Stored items

######

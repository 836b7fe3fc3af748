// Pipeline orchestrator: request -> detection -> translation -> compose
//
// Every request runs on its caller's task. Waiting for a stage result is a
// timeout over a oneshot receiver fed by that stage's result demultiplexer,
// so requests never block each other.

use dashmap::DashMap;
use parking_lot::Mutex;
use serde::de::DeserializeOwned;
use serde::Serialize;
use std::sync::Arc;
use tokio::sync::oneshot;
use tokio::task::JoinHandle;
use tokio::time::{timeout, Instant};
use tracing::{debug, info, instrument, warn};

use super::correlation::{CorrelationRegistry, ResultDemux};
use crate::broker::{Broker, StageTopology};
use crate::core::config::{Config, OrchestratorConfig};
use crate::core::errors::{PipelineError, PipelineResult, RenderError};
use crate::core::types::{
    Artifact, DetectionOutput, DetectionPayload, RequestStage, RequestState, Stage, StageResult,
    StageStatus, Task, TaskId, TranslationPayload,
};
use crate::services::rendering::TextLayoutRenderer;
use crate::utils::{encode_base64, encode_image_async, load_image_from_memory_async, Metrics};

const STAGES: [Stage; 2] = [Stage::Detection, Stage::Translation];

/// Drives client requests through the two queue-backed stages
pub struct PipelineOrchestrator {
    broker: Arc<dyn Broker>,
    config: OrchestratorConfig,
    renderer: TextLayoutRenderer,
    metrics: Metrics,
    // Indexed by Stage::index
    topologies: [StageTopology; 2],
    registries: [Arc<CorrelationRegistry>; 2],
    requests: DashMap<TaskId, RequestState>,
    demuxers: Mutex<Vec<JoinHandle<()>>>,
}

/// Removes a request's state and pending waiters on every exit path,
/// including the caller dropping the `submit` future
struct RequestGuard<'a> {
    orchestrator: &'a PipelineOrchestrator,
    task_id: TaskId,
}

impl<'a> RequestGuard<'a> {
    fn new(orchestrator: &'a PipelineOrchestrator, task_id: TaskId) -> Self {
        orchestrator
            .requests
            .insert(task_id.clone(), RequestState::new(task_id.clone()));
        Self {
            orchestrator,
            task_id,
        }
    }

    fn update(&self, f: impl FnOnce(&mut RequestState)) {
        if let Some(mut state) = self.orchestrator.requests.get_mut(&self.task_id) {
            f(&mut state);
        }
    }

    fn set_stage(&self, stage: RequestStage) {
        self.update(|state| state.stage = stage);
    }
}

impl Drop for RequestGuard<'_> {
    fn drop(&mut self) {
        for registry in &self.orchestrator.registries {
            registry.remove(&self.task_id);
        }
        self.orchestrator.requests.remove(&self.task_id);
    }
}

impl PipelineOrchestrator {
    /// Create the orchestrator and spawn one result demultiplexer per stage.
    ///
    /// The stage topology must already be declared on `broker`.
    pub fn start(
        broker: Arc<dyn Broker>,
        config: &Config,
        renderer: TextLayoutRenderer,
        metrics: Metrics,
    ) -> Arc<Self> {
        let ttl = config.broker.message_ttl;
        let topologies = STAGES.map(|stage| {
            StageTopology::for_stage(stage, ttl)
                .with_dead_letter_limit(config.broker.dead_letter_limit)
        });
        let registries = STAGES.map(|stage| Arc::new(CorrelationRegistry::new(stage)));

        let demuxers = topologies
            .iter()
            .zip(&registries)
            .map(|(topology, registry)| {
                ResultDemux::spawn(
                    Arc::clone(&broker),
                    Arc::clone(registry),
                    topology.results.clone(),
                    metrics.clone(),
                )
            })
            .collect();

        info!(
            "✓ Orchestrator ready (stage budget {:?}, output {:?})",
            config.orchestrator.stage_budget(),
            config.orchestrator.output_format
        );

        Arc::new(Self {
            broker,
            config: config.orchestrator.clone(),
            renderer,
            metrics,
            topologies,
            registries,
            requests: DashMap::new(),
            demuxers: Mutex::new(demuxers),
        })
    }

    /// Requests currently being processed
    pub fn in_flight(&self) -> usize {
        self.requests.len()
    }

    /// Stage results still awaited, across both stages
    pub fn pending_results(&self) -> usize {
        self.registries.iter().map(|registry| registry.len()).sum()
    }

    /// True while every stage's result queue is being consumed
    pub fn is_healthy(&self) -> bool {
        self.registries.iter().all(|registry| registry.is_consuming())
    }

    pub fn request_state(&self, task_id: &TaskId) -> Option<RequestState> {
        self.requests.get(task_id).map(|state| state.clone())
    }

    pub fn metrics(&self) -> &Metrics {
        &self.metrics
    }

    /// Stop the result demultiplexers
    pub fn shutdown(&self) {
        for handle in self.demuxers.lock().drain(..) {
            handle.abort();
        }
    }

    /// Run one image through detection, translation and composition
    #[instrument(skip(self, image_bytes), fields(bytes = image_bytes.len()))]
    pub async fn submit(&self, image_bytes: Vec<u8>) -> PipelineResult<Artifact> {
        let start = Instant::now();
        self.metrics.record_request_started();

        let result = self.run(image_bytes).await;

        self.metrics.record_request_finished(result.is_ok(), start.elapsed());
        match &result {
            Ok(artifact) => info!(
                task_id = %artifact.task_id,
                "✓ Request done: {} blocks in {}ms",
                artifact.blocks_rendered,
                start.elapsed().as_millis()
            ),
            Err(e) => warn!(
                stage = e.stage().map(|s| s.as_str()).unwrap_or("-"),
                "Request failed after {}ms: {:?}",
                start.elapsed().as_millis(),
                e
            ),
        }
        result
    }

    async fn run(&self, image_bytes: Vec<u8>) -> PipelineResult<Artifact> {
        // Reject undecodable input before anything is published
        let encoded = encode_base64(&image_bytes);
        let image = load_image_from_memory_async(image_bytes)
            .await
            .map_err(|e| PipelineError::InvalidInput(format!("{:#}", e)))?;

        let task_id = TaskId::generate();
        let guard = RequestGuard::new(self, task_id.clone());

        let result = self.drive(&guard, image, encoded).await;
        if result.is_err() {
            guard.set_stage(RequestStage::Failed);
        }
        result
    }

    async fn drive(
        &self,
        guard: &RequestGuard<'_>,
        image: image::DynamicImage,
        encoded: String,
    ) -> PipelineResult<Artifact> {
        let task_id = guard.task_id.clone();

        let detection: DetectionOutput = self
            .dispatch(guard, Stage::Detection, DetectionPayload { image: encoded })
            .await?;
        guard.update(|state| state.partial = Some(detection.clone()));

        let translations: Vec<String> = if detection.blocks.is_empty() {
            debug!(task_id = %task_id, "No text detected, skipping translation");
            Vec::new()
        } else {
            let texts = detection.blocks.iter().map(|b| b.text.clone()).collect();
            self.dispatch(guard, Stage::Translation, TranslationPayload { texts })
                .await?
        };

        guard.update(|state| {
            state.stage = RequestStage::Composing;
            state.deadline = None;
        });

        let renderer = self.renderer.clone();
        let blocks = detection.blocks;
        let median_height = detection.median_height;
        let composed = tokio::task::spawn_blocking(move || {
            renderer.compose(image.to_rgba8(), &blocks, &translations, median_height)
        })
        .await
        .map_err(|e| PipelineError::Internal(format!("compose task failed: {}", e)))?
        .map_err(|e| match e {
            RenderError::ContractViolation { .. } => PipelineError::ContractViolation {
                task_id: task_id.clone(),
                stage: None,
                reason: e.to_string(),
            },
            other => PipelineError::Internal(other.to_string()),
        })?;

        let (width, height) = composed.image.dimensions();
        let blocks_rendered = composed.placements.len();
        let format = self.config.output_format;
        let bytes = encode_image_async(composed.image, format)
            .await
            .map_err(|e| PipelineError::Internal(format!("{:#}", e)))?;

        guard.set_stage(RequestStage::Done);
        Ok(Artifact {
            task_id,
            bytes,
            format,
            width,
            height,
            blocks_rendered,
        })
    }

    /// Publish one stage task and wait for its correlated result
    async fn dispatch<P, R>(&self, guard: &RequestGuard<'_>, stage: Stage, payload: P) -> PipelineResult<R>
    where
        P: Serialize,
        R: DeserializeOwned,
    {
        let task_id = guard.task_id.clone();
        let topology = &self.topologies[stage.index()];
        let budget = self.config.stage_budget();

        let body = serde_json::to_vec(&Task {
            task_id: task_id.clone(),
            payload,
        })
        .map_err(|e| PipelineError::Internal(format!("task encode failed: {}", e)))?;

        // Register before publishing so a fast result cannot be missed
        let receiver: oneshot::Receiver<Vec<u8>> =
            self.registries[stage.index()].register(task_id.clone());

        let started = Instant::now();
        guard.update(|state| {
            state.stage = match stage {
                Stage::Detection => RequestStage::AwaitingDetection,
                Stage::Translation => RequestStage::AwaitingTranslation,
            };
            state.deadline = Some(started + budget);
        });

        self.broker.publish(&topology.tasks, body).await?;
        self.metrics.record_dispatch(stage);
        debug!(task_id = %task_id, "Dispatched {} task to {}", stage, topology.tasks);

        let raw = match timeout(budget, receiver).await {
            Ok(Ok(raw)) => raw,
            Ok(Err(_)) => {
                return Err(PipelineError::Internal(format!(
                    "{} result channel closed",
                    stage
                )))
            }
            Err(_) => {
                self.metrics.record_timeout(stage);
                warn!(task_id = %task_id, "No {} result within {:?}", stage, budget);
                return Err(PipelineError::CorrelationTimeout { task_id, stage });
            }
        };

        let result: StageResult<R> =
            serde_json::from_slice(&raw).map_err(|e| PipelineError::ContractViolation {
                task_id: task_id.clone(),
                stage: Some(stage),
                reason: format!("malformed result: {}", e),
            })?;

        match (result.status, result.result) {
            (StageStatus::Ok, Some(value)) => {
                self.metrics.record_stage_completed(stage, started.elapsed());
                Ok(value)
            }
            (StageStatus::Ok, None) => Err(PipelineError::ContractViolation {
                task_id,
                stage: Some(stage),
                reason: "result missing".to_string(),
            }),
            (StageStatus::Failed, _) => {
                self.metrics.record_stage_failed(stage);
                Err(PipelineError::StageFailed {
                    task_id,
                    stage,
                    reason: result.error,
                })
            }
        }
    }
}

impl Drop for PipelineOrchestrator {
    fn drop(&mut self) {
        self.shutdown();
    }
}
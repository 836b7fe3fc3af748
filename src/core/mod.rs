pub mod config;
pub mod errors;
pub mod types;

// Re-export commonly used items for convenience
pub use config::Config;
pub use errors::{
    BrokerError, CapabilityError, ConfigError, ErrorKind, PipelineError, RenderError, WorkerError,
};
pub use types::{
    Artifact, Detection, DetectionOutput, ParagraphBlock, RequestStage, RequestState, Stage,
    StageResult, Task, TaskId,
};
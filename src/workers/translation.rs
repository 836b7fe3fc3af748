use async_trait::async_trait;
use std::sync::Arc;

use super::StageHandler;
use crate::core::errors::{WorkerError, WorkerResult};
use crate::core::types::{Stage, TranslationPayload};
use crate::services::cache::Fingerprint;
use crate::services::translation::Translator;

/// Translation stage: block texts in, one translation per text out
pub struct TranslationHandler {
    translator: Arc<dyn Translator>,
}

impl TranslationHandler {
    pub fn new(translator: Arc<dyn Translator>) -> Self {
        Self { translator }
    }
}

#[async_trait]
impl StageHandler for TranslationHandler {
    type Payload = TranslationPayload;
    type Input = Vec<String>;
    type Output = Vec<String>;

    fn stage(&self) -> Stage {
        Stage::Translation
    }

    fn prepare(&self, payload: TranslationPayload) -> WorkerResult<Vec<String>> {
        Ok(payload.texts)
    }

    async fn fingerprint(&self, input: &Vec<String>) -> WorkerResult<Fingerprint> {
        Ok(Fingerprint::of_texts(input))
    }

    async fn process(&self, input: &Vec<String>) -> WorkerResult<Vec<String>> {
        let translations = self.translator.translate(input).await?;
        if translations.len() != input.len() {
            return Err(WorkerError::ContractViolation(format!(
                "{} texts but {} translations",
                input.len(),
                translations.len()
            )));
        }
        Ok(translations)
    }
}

######

WORK REQUEST = Work out how many lines in the data hold the word "usize"; reply with the number alone.

EXERCISE SOLUTION = 2